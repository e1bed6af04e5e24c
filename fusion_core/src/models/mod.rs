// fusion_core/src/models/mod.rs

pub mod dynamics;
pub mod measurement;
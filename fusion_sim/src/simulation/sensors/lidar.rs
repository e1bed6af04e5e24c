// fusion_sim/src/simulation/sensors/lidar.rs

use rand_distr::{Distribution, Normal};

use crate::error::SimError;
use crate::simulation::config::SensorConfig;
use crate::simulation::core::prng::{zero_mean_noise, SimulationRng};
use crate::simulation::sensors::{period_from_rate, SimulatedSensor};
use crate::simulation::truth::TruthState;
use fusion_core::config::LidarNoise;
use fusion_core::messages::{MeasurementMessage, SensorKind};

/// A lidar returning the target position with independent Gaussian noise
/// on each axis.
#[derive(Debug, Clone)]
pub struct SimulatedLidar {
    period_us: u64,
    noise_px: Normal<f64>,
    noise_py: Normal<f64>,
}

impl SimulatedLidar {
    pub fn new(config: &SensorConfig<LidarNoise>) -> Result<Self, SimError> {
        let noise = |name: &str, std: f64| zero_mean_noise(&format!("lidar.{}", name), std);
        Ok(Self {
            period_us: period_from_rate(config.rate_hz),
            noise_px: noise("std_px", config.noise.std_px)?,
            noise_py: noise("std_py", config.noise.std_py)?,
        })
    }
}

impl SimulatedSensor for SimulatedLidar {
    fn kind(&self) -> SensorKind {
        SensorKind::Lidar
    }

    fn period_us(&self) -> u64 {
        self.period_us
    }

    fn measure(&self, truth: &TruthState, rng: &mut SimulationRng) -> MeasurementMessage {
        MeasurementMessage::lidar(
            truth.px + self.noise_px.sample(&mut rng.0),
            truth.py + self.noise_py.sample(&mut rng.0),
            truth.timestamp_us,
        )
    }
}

══════════

◆ **Task brief**: Copy each line above that contains the word "SimulatedSensor".

◆ **Output**:
use crate::simulation::sensors::{period_from_rate, SimulatedSensor};
impl SimulatedSensor for SimulatedLidar {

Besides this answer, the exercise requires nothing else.